The word "unwrap" may appear in some lines of the data; copy every such line.

(Data for this exercise Opens)

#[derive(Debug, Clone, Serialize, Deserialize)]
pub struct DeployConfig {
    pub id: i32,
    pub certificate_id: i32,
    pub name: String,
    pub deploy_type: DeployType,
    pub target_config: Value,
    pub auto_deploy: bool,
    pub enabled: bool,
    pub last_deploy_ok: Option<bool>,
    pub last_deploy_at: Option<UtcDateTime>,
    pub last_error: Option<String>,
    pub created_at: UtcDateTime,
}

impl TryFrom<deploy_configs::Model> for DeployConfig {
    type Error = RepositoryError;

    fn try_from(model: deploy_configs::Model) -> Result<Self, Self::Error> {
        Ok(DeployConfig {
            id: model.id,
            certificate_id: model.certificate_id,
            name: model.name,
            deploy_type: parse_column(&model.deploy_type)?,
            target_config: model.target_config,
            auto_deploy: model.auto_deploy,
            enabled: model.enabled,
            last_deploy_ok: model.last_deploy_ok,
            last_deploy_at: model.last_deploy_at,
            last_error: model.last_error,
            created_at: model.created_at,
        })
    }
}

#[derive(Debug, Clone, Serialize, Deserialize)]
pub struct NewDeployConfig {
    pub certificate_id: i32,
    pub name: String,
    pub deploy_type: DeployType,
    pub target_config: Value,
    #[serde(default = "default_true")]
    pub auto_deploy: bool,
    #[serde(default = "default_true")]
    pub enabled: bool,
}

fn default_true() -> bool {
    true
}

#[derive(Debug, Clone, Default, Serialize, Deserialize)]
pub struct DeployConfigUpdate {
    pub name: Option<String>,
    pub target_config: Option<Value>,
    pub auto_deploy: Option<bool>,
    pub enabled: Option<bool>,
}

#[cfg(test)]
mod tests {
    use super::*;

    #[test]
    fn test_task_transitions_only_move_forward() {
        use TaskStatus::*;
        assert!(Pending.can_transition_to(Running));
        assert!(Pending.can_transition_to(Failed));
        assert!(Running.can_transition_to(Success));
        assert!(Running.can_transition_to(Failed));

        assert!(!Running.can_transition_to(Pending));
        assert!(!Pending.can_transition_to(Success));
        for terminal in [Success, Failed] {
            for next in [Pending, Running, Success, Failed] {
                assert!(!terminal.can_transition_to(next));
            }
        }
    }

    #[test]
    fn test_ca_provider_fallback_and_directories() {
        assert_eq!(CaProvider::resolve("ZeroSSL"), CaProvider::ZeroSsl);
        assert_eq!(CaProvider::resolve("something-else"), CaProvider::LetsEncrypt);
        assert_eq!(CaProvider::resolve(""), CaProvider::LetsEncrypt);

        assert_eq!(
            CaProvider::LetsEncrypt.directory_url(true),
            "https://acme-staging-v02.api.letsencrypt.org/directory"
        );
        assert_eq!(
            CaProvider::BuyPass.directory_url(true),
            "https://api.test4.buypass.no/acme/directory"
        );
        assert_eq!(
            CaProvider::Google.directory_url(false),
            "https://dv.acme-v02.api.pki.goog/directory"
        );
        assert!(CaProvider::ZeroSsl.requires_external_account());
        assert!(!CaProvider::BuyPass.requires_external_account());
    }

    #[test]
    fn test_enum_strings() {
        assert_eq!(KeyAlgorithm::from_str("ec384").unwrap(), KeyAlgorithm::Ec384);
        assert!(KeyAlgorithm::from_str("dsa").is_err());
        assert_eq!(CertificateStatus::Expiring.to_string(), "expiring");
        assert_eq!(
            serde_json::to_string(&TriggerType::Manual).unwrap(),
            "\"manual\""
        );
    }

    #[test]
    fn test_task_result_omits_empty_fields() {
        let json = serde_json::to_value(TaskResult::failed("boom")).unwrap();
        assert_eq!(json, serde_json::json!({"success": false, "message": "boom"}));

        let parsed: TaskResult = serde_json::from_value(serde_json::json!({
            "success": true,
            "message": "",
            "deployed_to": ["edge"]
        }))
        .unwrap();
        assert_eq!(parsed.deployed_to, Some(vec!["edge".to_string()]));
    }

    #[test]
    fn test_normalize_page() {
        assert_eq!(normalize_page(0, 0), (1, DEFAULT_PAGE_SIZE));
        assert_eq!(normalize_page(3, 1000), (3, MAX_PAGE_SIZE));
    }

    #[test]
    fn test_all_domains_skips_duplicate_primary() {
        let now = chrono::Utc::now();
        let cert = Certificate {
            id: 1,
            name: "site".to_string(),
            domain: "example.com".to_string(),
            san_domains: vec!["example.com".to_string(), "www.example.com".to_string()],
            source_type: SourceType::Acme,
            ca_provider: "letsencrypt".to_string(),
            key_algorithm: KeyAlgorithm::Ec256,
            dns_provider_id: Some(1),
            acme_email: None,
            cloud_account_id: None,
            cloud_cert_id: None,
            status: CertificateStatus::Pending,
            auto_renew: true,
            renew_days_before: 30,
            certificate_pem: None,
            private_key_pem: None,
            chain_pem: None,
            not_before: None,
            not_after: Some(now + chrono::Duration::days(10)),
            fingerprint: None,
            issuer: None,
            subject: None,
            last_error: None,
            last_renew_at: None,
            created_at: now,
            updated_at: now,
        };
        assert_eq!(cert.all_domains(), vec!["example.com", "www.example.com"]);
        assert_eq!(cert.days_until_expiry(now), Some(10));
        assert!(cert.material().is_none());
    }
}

(Data for this exercise Closes)

» Your response:
        assert_eq!(KeyAlgorithm::from_str("ec384").unwrap(), KeyAlgorithm::Ec384);
            serde_json::to_string(&TriggerType::Manual).unwrap(),
        let json = serde_json::to_value(TaskResult::failed("boom")).unwrap();
        .unwrap();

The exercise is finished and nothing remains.